A novel lncRNA lncSAMD11-1: 1 interacts with PIP4K2A to promote endometrial decidualization by stabilizing FoxO1 nuclear localization.

Decidualization is essential for a successful pregnancy and determines embryo implantation and pregnancy maintenance. Abnormal decidualization is one of the main causes of recurrent implantation failure (RIF). Studies have shown that large amounts of long noncoding RNAs (lncRNAs) are abnormally expressed in endometrial samples from patients with RIF. However, the functional contributions of lncRNAs to decidualization in RIF have not been explored. In this study, we found that lncSAMD11–1:1 was significantly declined in the endometria of patients with RIF. The knockdown of lncSAMD11–1:1 in human endometrial stromal cells (hESCs) restrained decidualization and embryo implantation in vitro, while the overexpression of lncSAMD11–1:1 facilitated hESC decidualization and embryo implantation in vitro and ameliorated decidualization in RIF patients.

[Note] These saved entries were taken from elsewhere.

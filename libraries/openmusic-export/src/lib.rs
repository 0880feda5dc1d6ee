//! OpenMusic Export
//!
//! Hand-off between the request-serving process and the export worker.
//! The two processes share nothing but a durable queue and the
//! [`ExportJob`](openmusic_core::ExportJob) wire format.
//!
//! # Producer side
//!
//! [`AmqpPublisher`] owns one lazily opened broker connection. Concurrent
//! callers share a single in-flight connect; connects are bounded by a
//! timeout and never retried on the request path.
//!
//! # Consumer side
//!
//! [`ExportProcessor`] turns one payload into an [`Outcome`];
//! [`consume`] settles each delivery from that outcome:
//!
//! | Outcome      | First delivery | Redelivery    |
//! |--------------|----------------|---------------|
//! | `Delivered`  | ack            | ack           |
//! | `Retry`      | nack + requeue | dead-letter   |
//! | `DeadLetter` | dead-letter    | dead-letter   |
//!
//! Dead-lettering rejects without requeue; the broker routes the message to
//! the queue named by [`QueueTopology::dead_letter_queue`].

mod consumer;
mod error;
mod mail;
mod processor;
mod publisher;
mod topology;

pub use consumer::{connect_with_retry, consume, Disposition};
pub use error::{MailError, QueueError};
pub use mail::{validate_email, ExportMail, MailTransport, SmtpMailer, SmtpSettings};
pub use processor::{ExportProcessor, Outcome, SnapshotSource};
pub use publisher::{AmqpPublisher, JobPublisher, LinkState, UnconfiguredPublisher};
pub use topology::QueueTopology;
//! Common test utilities and fixtures
//!
//! Databases are real SQLite files in a temp directory with migrations
//! applied, so constraints and transactions behave as in production.
#![allow(dead_code)]

use async_trait::async_trait;
use axum::Router;
use openmusic_cache::{CacheError, CacheResult, RemoteStore, ResilientCache};
use openmusic_core::{types::*, ExportJob};
use openmusic_export::{JobPublisher, QueueError};
use openmusic_server::{services::AuthService, AppState};
use parking_lot::Mutex;
use sqlx::SqlitePool;
use std::collections::HashMap;
use std::num::NonZeroUsize;
use std::sync::atomic::{AtomicBool, AtomicUsize, Ordering};
use std::sync::Arc;
use std::time::Duration;
use tempfile::TempDir;
use tokio::sync::Notify;

pub const JWT_SECRET: &str = "test-secret-key";

/// Test database wrapper that cleans up on drop
pub struct TestDb {
    pub pool: SqlitePool,
    _temp_dir: TempDir,
}

impl TestDb {
    pub async fn new() -> Self {
        let temp_dir = tempfile::tempdir().expect("Failed to create temp dir");
        let db_url = format!("sqlite://{}", temp_dir.path().join("test.db").display());

        let pool = openmusic_storage::create_pool(&db_url)
            .await
            .expect("Failed to create pool");
        openmusic_storage::run_migrations(&pool)
            .await
            .expect("Failed to run migrations");

        Self {
            pool,
            _temp_dir: temp_dir,
        }
    }

    pub fn pool(&self) -> &SqlitePool {
        &self.pool
    }
}

/// Test fixtures inserted directly, bypassing the service layer
pub mod fixtures {
    use super::*;

    pub async fn create_user(pool: &SqlitePool, username: &str) -> UserId {
        let id = UserId::new(format!("user-{}", username));
        sqlx::query("INSERT INTO users (id, username, fullname, email) VALUES (?, ?, ?, ?)")
            .bind(&id)
            .bind(username)
            .bind(username)
            .bind(format!("{}@example.com", username))
            .execute(pool)
            .await
            .expect("Failed to create user");
        id
    }

    pub async fn create_song(pool: &SqlitePool, title: &str) -> SongId {
        let id = SongId::generate();
        sqlx::query("INSERT INTO songs (id, title, year, performer) VALUES (?, ?, 2021, 'Test Band')")
            .bind(&id)
            .bind(title)
            .execute(pool)
            .await
            .expect("Failed to create song");
        id
    }

    pub async fn create_album(pool: &SqlitePool, name: &str) -> AlbumId {
        let id = AlbumId::generate();
        sqlx::query("INSERT INTO albums (id, name, year) VALUES (?, ?, 2021)")
            .bind(&id)
            .bind(name)
            .execute(pool)
            .await
            .expect("Failed to create album");
        id
    }

    pub async fn count_links(pool: &SqlitePool, playlist_id: &PlaylistId) -> i64 {
        sqlx::query_scalar("SELECT COUNT(*) FROM playlist_song_links WHERE playlist_id = ?")
            .bind(playlist_id)
            .fetch_one(pool)
            .await
            .expect("Failed to count links")
    }
}

/// Publisher double that records every job
#[derive(Default)]
pub struct RecordingPublisher {
    pub jobs: Mutex<Vec<ExportJob>>,
}

impl RecordingPublisher {
    pub fn published(&self) -> Vec<ExportJob> {
        self.jobs.lock().clone()
    }
}

#[async_trait]
impl JobPublisher for RecordingPublisher {
    async fn publish(&self, job: &ExportJob) -> Result<(), QueueError> {
        self.jobs.lock().push(job.clone());
        Ok(())
    }
}

/// Publisher double for an unreachable broker
pub struct DownPublisher;

#[async_trait]
impl JobPublisher for DownPublisher {
    async fn publish(&self, _job: &ExportJob) -> Result<(), QueueError> {
        Err(QueueError::Timeout(Duration::from_millis(10)))
    }
}

/// Remote cache that fails every call
#[derive(Default)]
pub struct FailingRemote {
    pub calls: AtomicUsize,
}

impl FailingRemote {
    fn fail<T>(&self) -> CacheResult<T> {
        self.calls.fetch_add(1, Ordering::SeqCst);
        Err(CacheError::Backend("connection refused".to_string()))
    }
}

#[async_trait]
impl RemoteStore for FailingRemote {
    async fn connect(&self) -> CacheResult<()> {
        self.fail()
    }

    async fn get(&self, _key: &str) -> CacheResult<Option<String>> {
        self.fail()
    }

    async fn set(&self, _key: &str, _value: &str, _ttl: Duration) -> CacheResult<()> {
        self.fail()
    }

    async fn delete(&self, _key: &str) -> CacheResult<()> {
        self.fail()
    }
}

/// Healthy in-memory remote whose writes can be parked mid-flight
#[derive(Default)]
pub struct GatedRemote {
    pub data: Mutex<HashMap<String, String>>,
    hold_sets: AtomicBool,
    pub set_entered: Notify,
    pub set_release: Notify,
}

impl GatedRemote {
    pub fn hold_sets(&self, hold: bool) {
        self.hold_sets.store(hold, Ordering::SeqCst);
    }
}

#[async_trait]
impl RemoteStore for GatedRemote {
    async fn connect(&self) -> CacheResult<()> {
        Ok(())
    }

    async fn get(&self, key: &str) -> CacheResult<Option<String>> {
        Ok(self.data.lock().get(key).cloned())
    }

    async fn set(&self, key: &str, value: &str, _ttl: Duration) -> CacheResult<()> {
        if self.hold_sets.load(Ordering::SeqCst) {
            self.set_entered.notify_one();
            self.set_release.notified().await;
        }
        self.data.lock().insert(key.to_string(), value.to_string());
        Ok(())
    }

    async fn delete(&self, key: &str) -> CacheResult<()> {
        self.data.lock().remove(key);
        Ok(())
    }
}

pub fn local_cache() -> Arc<ResilientCache> {
    Arc::new(ResilientCache::local_only(NonZeroUsize::new(128).unwrap()))
}

pub fn test_auth_service() -> Arc<AuthService> {
    Arc::new(AuthService::new(JWT_SECRET.to_string(), 1))
}

/// App state over `pool` with a local-only cache and the given publisher
pub fn test_state(pool: &SqlitePool, publisher: Arc<dyn JobPublisher>) -> AppState {
    AppState::new(pool.clone(), test_auth_service(), local_cache(), publisher)
}

/// Full router plus a state handle for assertions
pub fn test_app(pool: &SqlitePool, publisher: Arc<dyn JobPublisher>) -> (Router, AppState) {
    let state = test_state(pool, publisher);
    (openmusic_server::create_router(state.clone()), state)
}

pub fn bearer(user_id: &UserId) -> String {
    let token = test_auth_service()
        .create_access_token(user_id)
        .expect("Failed to create token");
    format!("Bearer {}", token)
}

Mechanistically, lncSAMD11–1:1 and phosphatidylinositol-5-phosphate 4-kinase type 2 alpha (PIP4K2A) translocated out of nucleus and bound to each other during decidualization, thereby inhibiting the phosphorylation of AKT and promoting FoxO1 nuclear localization. These data suggest that lncSAMD11–1:1 might be a critical novel lncRNA functionally required for human decidualization, and the dysregulation of lncSAMD11–1:1 in the endometrium may be a new predisposing factor of RIF. [ABSTRACT FROM AUTHOR]